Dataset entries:

<<<<

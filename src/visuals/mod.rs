//! Visual retrieval: search queries, verified downloads and fallback chains.
//!
//! # Flow
//!
//! 1. [`QueryDeriver`] turns segment text into exactly N search queries.
//! 2. [`ImageCollector`] walks each query's [`FallbackStrategy`] list.
//! 3. [`AssetFetcher`] searches, downloads and verifies individual images.

mod fallback;
mod fetch;
mod query;
mod search;

pub use fallback::{fallback_plan, FallbackStrategy, ImageCollector};
pub use fetch::{
    content_hash, verify_image, AssetFetcher, Downloader, FetchedImage, HttpDownloader, ImageMetadata,
    VerifiedImage,
};
pub use query::{fallback_query, topic_keyword, OpenAIQueryGenerator, QueryDeriver, QueryGenerator};
pub use search::{ImageHit, ImageSearch, SerpApiSearch};

#[cfg(test)]
pub(crate) use fetch::tests as test_support;
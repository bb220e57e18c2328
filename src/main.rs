use std::path::PathBuf;
use std::sync::Arc;
use std::time::Duration;
use tracing_subscriber::{layer::SubscriberExt, util::SubscriberInitExt};

use blogcast_backend::controllers::article::ArticleController;
use blogcast_backend::controllers::health::ReadyState;
use blogcast_backend::controllers::podcast::PodcastController;
use blogcast_backend::domain::article::{ArticleService, ExcerptLimits};
use blogcast_backend::domain::podcast::PodcastService;
use blogcast_backend::infrastructure::audio::AudioToolchain;
use blogcast_backend::infrastructure::cache::ArticleCache;
use blogcast_backend::infrastructure::config::{Config, LogFormat, TtsProvider};
use blogcast_backend::infrastructure::fetcher::BlogFetcher;
use blogcast_backend::infrastructure::http::start_http_server;
use blogcast_backend::infrastructure::repositories::{
    GoogleTtsRepository, PollyTtsRepository, TtsRepository,
};

#[tokio::main]
async fn main() -> Result<(), Box<dyn std::error::Error>> {
    // Load configuration
    let config = Config::from_env()?;

    // Initialize logging
    init_logging(&config);

    tracing::info!(
        "Starting Blogcast Backend on {}:{}",
        config.host,
        config.port
    );

    // Scratch storage for pipeline runs
    let scratch_dir = PathBuf::from(&config.scratch_dir);
    tokio::fs::create_dir_all(&scratch_dir).await?;

    let toolchain = Arc::new(AudioToolchain::new(
        &config.ffmpeg_path,
        &config.ffprobe_path,
    ));
    if !toolchain.is_available().await {
        tracing::warn!(
            "ffmpeg not found; multi-segment podcasts will fall back to their first segment"
        );
    }

    // === DEPENDENCY INJECTION SETUP ===
    // 1. Instantiate infrastructure collaborators
    tracing::info!("Instantiating collaborators...");
    let fetcher = Arc::new(BlogFetcher::new(Duration::from_secs(
        config.request_timeout_secs,
    )));
    let cache = Arc::new(ArticleCache::new(
        config.cache_enabled,
        Duration::from_secs(config.cache_expiry_hours * 3600),
    ));

    // 2. Instantiate the TTS provider
    let tts_repo: Arc<dyn TtsRepository> = match config.tts_provider {
        TtsProvider::Google => {
            tracing::info!("Using Google TTS provider");
            Arc::new(GoogleTtsRepository::new(reqwest::Client::new()))
        }
        TtsProvider::Polly => {
            tracing::info!(
                "Initializing AWS Polly client with region: {}",
                config.aws_region
            );
            let aws_config = aws_config::defaults(aws_config::BehaviorVersion::latest())
                .region(aws_config::Region::new(config.aws_region.clone()))
                .load()
                .await;
            Arc::new(PollyTtsRepository::new(Arc::new(aws_sdk_polly::Client::new(
                &aws_config,
            ))))
        }
    };

    // 3. Instantiate services (inject collaborators)
    tracing::info!("Instantiating services...");
    let article_service = Arc::new(ArticleService::new(
        fetcher,
        cache,
        config.max_content_chars,
        ExcerptLimits {
            enabled: config.enable_excerpt_limits,
            max_chars: config.max_excerpt_chars,
        },
    ));
    let podcast_service = Arc::new(PodcastService::new(
        tts_repo,
        toolchain.clone(),
        scratch_dir.clone(),
    ));

    // 4. Instantiate controllers (inject services)
    tracing::info!("Instantiating controllers...");
    let config = Arc::new(config);
    let article_controller = Arc::new(ArticleController::new(
        article_service.clone(),
        config.clone(),
    ));
    let podcast_controller = Arc::new(PodcastController::new(
        article_service,
        podcast_service,
        config.clone(),
    ));
    let ready_state = Arc::new(ReadyState {
        toolchain,
        scratch_dir,
    });

    // Start HTTP server with all routes
    start_http_server(config, ready_state, article_controller, podcast_controller).await?;

    Ok(())
}

fn init_logging(config: &Config) {
    if config.log_format == LogFormat::Json {
        tracing_subscriber::registry()
            .with(
                tracing_subscriber::EnvFilter::try_from_default_env()
                    .unwrap_or_else(|_| "blogcast_backend=debug,tower_http=debug".into()),
            )
            .with(tracing_subscriber::fmt::layer().json())
            .init();
    } else {
        tracing_subscriber::registry()
            .with(
                tracing_subscriber::EnvFilter::try_from_default_env()
                    .unwrap_or_else(|_| "blogcast_backend=debug,tower_http=debug".into()),
            )
            .with(tracing_subscriber::fmt::layer().pretty())
            .init();
    }
}
use reqwest::header;
use std::time::Duration;

const USER_AGENT: &str = "Mozilla/5.0 (Windows NT 10.0; Win64; x64) AppleWebKit/537.36 (KHTML, like Gecko) Chrome/91.0.4472.124 Safari/537.36";

const ROBOTS_TIMEOUT: Duration = Duration::from_secs(5);

/// HTTP transport for the article collaborator. Sends a browser-like
/// user agent; some blog hosts reject obvious bots.
pub struct BlogFetcher {
    client: reqwest::Client,
    timeout: Duration,
}

impl BlogFetcher {
    pub fn new(timeout: Duration) -> Self {
        Self {
            client: reqwest::Client::new(),
            timeout,
        }
    }

    pub fn with_defaults() -> Self {
        Self::new(Duration::from_secs(10))
    }

    /// Coarse robots.txt check: only blanket disallows and blog-path
    /// disallows are honored. Errors count as allowed, like a missing
    /// robots.txt.
    pub async fn robots_allowed(&self, url: &str) -> bool {
        let Some(origin) = origin_of(url) else {
            return true;
        };
        let robots_url = format!("{origin}/robots.txt");

        let response = match self
            .client
            .get(&robots_url)
            .timeout(ROBOTS_TIMEOUT)
            .send()
            .await
        {
            Ok(response) if response.status().is_success() => response,
            _ => return true,
        };

        let Ok(body) = response.text().await else {
            return true;
        };

        !body.to_lowercase().lines().map(str::trim).any(|line| {
            line == "disallow: /" || line.starts_with("disallow: /blog")
        })
    }

    pub async fn fetch_page(&self, url: &str) -> Result<String, String> {
        tracing::debug!(url = %url, "Fetching page");

        let response = self
            .client
            .get(url)
            .timeout(self.timeout)
            .header(header::USER_AGENT, USER_AGENT)
            .header(
                header::ACCEPT,
                "text/html,application/xhtml+xml,application/xml;q=0.9,*/*;q=0.8",
            )
            .header(header::ACCEPT_LANGUAGE, "en-US,en;q=0.5")
            .send()
            .await
            .map_err(|e| e.to_string())?
            .error_for_status()
            .map_err(|e| e.to_string())?;

        response.text().await.map_err(|e| e.to_string())
    }
}

fn origin_of(url: &str) -> Option<String> {
    let pattern = regex::Regex::new(r"^(https?://[^/\s]+)").unwrap();
    pattern
        .captures(url)
        .map(|captures| captures[1].to_string())
}
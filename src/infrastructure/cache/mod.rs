use crate::domain::article::Article;
use moka::future::Cache;
use sha2::{Digest, Sha256};
use std::time::Duration;

/// TTL-bounded cache for fetched articles, keyed by a hash of the
/// source URL. Disabled entirely by configuration; a disabled cache
/// never hits.
pub struct ArticleCache {
    inner: Option<Cache<String, Article>>,
}

impl ArticleCache {
    pub fn new(enabled: bool, ttl: Duration) -> Self {
        let inner = enabled.then(|| {
            Cache::builder()
                .max_capacity(100)
                .time_to_live(ttl)
                .build()
        });
        Self { inner }
    }

    fn cache_key(url: &str) -> String {
        format!("{:x}", Sha256::digest(url.as_bytes()))
    }

    pub async fn get(&self, url: &str) -> Option<Article> {
        self.inner.as_ref()?.get(&Self::cache_key(url)).await
    }

    pub async fn insert(&self, url: &str, article: Article) {
        if let Some(cache) = &self.inner {
            cache.insert(Self::cache_key(url), article).await;
        }
    }
}
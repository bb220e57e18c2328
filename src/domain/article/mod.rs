pub mod attribution;
pub mod error;
pub mod model;
pub mod service;

pub use attribution::generate_attribution;
pub use error::ArticleServiceError;
pub use model::{Article, ArticleMetadata};
pub use service::{ArticleService, ExcerptLimits};
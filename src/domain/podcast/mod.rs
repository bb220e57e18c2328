pub mod chunker;
pub mod error;
pub mod model;
pub mod service;

pub use error::{ChunkError, PodcastError, PostProcessError, StitchError, SynthesisError};
pub use model::{
    AudioSegment, GeneratedPodcast, PipelineConfig, PipelineWarning, StitchResult, TextSegment,
};
pub use service::PodcastService;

>>>>

Work to complete
Return from the data every line that holds "match".

Answer for the task
    let tts_repo: Arc<dyn TtsRepository> = match config.tts_provider {
        let response = match self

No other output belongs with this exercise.